*PROVIDED MATERIAL*.
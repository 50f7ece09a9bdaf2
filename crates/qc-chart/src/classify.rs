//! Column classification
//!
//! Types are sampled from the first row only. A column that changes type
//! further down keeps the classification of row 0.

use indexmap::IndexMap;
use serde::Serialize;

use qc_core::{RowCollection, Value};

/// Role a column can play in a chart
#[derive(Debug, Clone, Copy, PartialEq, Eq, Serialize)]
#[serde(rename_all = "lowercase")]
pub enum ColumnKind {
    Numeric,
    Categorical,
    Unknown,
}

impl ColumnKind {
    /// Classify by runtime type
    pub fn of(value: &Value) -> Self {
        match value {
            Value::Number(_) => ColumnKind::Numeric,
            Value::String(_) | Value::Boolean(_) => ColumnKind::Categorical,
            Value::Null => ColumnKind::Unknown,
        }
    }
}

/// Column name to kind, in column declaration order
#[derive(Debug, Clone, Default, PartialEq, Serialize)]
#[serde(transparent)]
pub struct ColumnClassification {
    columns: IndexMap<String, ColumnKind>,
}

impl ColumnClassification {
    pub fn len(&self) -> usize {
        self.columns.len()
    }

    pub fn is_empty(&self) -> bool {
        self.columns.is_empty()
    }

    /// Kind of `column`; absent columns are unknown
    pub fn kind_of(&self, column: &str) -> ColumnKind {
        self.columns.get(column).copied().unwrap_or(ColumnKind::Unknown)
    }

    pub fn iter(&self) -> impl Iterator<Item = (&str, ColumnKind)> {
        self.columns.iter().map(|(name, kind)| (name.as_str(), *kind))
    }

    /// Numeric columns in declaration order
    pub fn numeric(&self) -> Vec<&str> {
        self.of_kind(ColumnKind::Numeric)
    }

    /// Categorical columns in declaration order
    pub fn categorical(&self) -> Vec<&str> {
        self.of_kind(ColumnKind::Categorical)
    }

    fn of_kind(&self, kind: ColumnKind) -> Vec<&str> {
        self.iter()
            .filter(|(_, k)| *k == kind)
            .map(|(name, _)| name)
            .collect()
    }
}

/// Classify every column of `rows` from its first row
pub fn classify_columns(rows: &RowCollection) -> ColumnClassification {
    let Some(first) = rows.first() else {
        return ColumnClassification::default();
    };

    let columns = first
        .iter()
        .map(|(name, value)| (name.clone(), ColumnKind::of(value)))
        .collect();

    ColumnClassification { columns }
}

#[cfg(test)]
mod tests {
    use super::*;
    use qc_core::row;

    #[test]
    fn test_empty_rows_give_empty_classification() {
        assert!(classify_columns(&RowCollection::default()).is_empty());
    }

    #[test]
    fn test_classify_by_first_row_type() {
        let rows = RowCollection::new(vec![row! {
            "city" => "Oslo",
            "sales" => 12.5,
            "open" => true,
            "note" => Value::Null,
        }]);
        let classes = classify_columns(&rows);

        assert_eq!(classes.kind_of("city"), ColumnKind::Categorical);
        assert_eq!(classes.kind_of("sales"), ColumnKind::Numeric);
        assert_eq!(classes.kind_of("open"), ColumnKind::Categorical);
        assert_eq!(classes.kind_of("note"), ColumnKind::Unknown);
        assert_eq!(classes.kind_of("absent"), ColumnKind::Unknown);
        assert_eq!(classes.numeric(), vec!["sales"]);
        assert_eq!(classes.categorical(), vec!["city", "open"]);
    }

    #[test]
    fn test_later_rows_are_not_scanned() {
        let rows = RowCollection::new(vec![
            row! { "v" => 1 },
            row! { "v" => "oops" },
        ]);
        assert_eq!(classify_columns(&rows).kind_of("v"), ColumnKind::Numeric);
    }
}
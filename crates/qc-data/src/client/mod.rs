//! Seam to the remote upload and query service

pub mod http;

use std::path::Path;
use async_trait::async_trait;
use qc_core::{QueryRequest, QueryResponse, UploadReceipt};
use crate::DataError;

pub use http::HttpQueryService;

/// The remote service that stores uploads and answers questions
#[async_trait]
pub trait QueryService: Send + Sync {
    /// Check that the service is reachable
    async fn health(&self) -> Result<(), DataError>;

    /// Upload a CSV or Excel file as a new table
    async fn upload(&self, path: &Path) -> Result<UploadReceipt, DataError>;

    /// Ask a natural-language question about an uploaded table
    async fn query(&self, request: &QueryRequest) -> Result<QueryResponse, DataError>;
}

*PROBLEM DESCRIPTION*. Reproduce every record above exactly.

*EXERCISE OUTPUT*.
repository 50f7ece09a9bdaf2
filename crates/qc-chart/src/classify.rs
//! Column classification
//!
//! Types are sampled from the first row only. A column that changes type
//! further down keeps the classification of row 0.

use indexmap::IndexMap;
use serde::Serialize;

use qc_core::{RowCollection, Value};

/// Role a column can play in a chart
#[derive(Debug, Clone, Copy, PartialEq, Eq, Serialize)]
#[serde(rename_all = "lowercase")]
pub enum ColumnKind {
    Numeric,
    Categorical,
    Unknown,
}

impl ColumnKind {
    /// Classify by runtime type
    pub fn of(value: &Value) -> Self {
        match value {
            Value::Number(_) => ColumnKind::Numeric,
            Value::String(_) | Value::Boolean(_) => ColumnKind::Categorical,
            Value::Null => ColumnKind::Unknown,
        }
    }
}

/// Column name to kind, in column declaration order
#[derive(Debug, Clone, Default, PartialEq, Serialize)]
#[serde(transparent)]
pub struct ColumnClassification {
    columns: IndexMap<String, ColumnKind>,
}

impl ColumnClassification {
    pub fn len(&self) -> usize {
        self.columns.len()
    }

    pub fn is_empty(&self) -> bool {
        self.columns.is_empty()
    }

    /// Kind of `column`; absent columns are unknown
    pub fn kind_of(&self, column: &str) -> ColumnKind {
        self.columns.get(column).copied().unwrap_or(ColumnKind::Unknown)
    }

    pub fn iter(&self) -> impl Iterator<Item = (&str, ColumnKind)> {
        self.columns.iter().map(|(name, kind)| (name.as_str(), *kind))
    }

    /// Numeric columns in declaration order
    pub fn numeric(&self) -> Vec<&str> {
        self.of_kind(ColumnKind::Numeric)
    }

    /// Categorical columns in declaration order
    pub fn categorical(&self) -> Vec<&str> {
        self.of_kind(ColumnKind::Categorical)
    }

    fn of_kind(&self, kind: ColumnKind) -> Vec<&str> {
        self.iter()
            .filter(|(_, k)| *k == kind)
            .map(|(name, _)| name)
            .collect()
    }
}

/// Classify every column of `rows` from its first row
pub fn classify_columns(rows: &RowCollection) -> ColumnClassification {
    let Some(first) = rows.first() else {
        return ColumnClassification::default();
    };

    let columns = first
        .iter()
        .map(|(name, value)| (name.clone(), ColumnKind::of(value)))
        .collect();

    ColumnClassification { columns }
}

#[cfg(test)]
mod tests {
    use super::*;
    use qc_core::row;

    #[test]
    fn test_empty_rows_give_empty_classification() {
        assert!(classify_columns(&RowCollection::default()).is_empty());
    }

    #[test]
    fn test_classify_by_first_row_type() {
        let rows = RowCollection::new(vec![row! {
            "city" => "Oslo",
            "sales" => 12.5,
            "open" => true,
            "note" => Value::Null,
        }]);
        let classes = classify_columns(&rows);

        assert_eq!(classes.kind_of("city"), ColumnKind::Categorical);
        assert_eq!(classes.kind_of("sales"), ColumnKind::Numeric);
        assert_eq!(classes.kind_of("open"), ColumnKind::Categorical);
        assert_eq!(classes.kind_of("note"), ColumnKind::Unknown);
        assert_eq!(classes.kind_of("absent"), ColumnKind::Unknown);
        assert_eq!(classes.numeric(), vec!["sales"]);
        assert_eq!(classes.categorical(), vec!["city", "open"]);
    }

    #[test]
    fn test_later_rows_are_not_scanned() {
        let rows = RowCollection::new(vec![
            row! { "v" => 1 },
            row! { "v" => "oops" },
        ]);
        assert_eq!(classify_columns(&rows).kind_of("v"), ColumnKind::Numeric);
    }
}
filename crates/qc-data/src/client/mod.rs
//! Seam to the remote upload and query service

pub mod http;

use std::path::Path;
use async_trait::async_trait;
use qc_core::{QueryRequest, QueryResponse, UploadReceipt};
use crate::DataError;

pub use http::HttpQueryService;

/// The remote service that stores uploads and answers questions
#[async_trait]
pub trait QueryService: Send + Sync {
    /// Check that the service is reachable
    async fn health(&self) -> Result<(), DataError>;

    /// Upload a CSV or Excel file as a new table
    async fn upload(&self, path: &Path) -> Result<UploadReceipt, DataError>;

    /// Ask a natural-language question about an uploaded table
    async fn query(&self, request: &QueryRequest) -> Result<QueryResponse, DataError>;
}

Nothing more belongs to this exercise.